I have of course cited numerous papers on this, should anyone 'actually' be interested in learning about it.

Anyone that uses abstract data types, should know, already, of the advantage of keeping that types representation 'private'.

I should not need to provide evidence for this. Do you know how silly that sounds?

'private(this)' in D, will finally provide the ability to do just that.

Of course, if you genuiely believe, that every abstact data type should go in it own module, then the is zero benefit from private(this).

Also, if you genuiely believe that programmers do not make mistakes, then there is zero benefit from private(this).

btw. The idea of private(this) does not take priority over more pressing issues in D.

That is a red-herring argument.

If it gets in, it's because someone chose to 'volunteer' their own time, to put it in.

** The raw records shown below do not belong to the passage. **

//! # Transport Abstraction
//!
//! A minimal, async interface for moving request bytes to a server and the
//! reply bytes back.
//!
//! ## Philosophy
//!
//! - **Byte-Oriented**: the transport knows nothing about chains or descriptors.
//!   It moves opaque buffers.
//! - **Request-Response**: one request, one reply. A commit is a single round trip.
//! - **Ordered**: a transport must deliver requests from one session in the order
//!   they were issued. Both transports here do.

use std::fmt;
use std::sync::Arc;

use tokio::sync::mpsc;
use tokio::sync::oneshot;
use tokio::task::JoinHandle;

use crate::server::Server;

/// Errors that occur at the transport layer.
#[derive(Debug, Clone, PartialEq)]
pub enum Error {
    /// The peer is unreachable or the connection was dropped.
    ConnectionLost(String),
    /// Generic I/O error or internal transport failure.
    Io(String),
}

impl fmt::Display for Error {
    fn fmt(&self, f: &mut fmt::Formatter<'_>) -> fmt::Result {
        match self {
            Self::ConnectionLost(msg) => write!(f, "Connection lost: {}", msg),
            Self::Io(msg) => write!(f, "I/O error: {}", msg),
        }
    }
}

impl std::error::Error for Error {}

pub type Result<T> = std::result::Result<T, Error>;

/// A mechanism to send a byte buffer and receive a reply.
///
/// Object-safe, so sessions hold an `Arc<dyn Transport>`.
#[async_trait::async_trait]
pub trait Transport: Send + Sync + 'static {
    /// Sends a payload and waits for the reply bytes.
    ///
    /// Must not interpret the payload.
    async fn call(&self, payload: &[u8]) -> Result<Vec<u8>>;
}

/// In-process loopback straight into a [`Server`].
pub struct LocalTransport {
    server: Arc<Server>,
}

impl LocalTransport {
    pub fn new(server: Arc<Server>) -> Self {
        Self { server }
    }
}

#[async_trait::async_trait]
impl Transport for LocalTransport {
    async fn call(&self, payload: &[u8]) -> Result<Vec<u8>> {
        self.server.handle(payload).map_err(|e| Error::Io(e.to_string()))
    }
}

struct Envelope {
    payload: Vec<u8>,
    reply: oneshot::Sender<Result<Vec<u8>>>,
}

/// A transport backed by a tokio channel into a server task.
///
/// The server task drains requests one at a time, which gives every session
/// the single logical thread of execution the protocol assumes.
#[derive(Clone)]
pub struct ChannelTransport {
    tx: mpsc::UnboundedSender<Envelope>,
}

impl ChannelTransport {
    /// Spawns the server pump and returns a transport connected to it.
    ///
    /// The pump exits once every clone of the transport is dropped.
    pub fn spawn(server: Arc<Server>) -> (Self, JoinHandle<()>) {
        Self::spawn_with(move |payload| server.handle(payload))
    }

    fn spawn_with<F>(handle: F) -> (Self, JoinHandle<()>)
    where
        F: Fn(&[u8]) -> metarpc::Result<Vec<u8>> + Send + 'static,
    {
        let (tx, mut rx) = mpsc::unbounded_channel::<Envelope>();
        let pump = tokio::spawn(async move {
            while let Some(envelope) = rx.recv().await {
                let reply = handle(&envelope.payload).map_err(|e| {
                    tracing::warn!(error = %e, "reply could not be produced");
                    Error::Io(e.to_string())
                });
                // The caller may have gone away; nothing to do then.
                let _ = envelope.reply.send(reply);
            }
            tracing::debug!("channel transport closed");
        });
        (Self { tx }, pump)
    }
}

#[async_trait::async_trait]
impl Transport for ChannelTransport {
    async fn call(&self, payload: &[u8]) -> Result<Vec<u8>> {
        let (reply, wait) = oneshot::channel();
        self.tx
            .send(Envelope { payload: payload.to_vec(), reply })
            .map_err(|_| Error::ConnectionLost("Server task stopped".into()))?;
        wait.await.map_err(|_| Error::ConnectionLost("Server dropped the request".into()))?
    }
}

#[cfg(test)]
mod tests {
    use super::*;

    #[tokio::test]
    async fn test_failed_reply_reaches_caller_and_pump_survives() {
        let (transport, _pump) = ChannelTransport::spawn_with(|payload| match payload {
            b"bad" => Err(metarpc::Error::ProtocolViolation("cannot encode".into())),
            other => Ok(other.to_vec()),
        });

        let err = transport.call(b"bad").await.unwrap_err();
        assert!(matches!(&err, Error::Io(msg) if msg.contains("cannot encode")), "got {}", err);
        assert_eq!(transport.call(b"ping").await.unwrap(), b"ping".to_vec());
    }

    #[tokio::test]
    async fn test_stopped_pump_is_connection_lost() {
        let (transport, pump) = ChannelTransport::spawn_with(|payload| Ok(payload.to_vec()));
        pump.abort();
        let _ = pump.await;
        let err = transport.call(b"ping").await.unwrap_err();
        assert!(matches!(err, Error::ConnectionLost(_)));
    }
}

On Thursday, 23 June 2022 at 00:58:34 UTC, Mike Parker wrote:
> On Thursday, 23 June 2022 at 00:31:52 UTC, forkit wrote:
>
>> the argument that you have access to the module, and accidents won't happen, or 'just don't do it', is nonsensical.
>>
>
> I never said accidents won't happen. In fact, I'm sure I explicitly called this out as a real potential problem I see with private-to-the-module (especially when multiple people work on it). But I also noted that the same problem exists *within* the class because you can access any private member from any class method. There is absolutely no practical difference here.

It's just a matter of scale.

Big long classes, and you're back in the same problem area.

But with private(this), you can put small, closely related, user-defined types, in the same module, and never have to worry about mistakes. Not ever. Not by you, and not by anyone else.


> One of the Effective Java books (IIRC, might have been a different book) pointed this out. If multiple methods modify a private member, then you can't maintain an invariant on that member. Java doesn't have built-in support for invariants like D. The recommended solution? Always modify members through a setter. But according to you, that's a problem because accidents can happen.
>

It's a matter of scale.

The smaller the scope, the easier it is to identify 'mistakes'.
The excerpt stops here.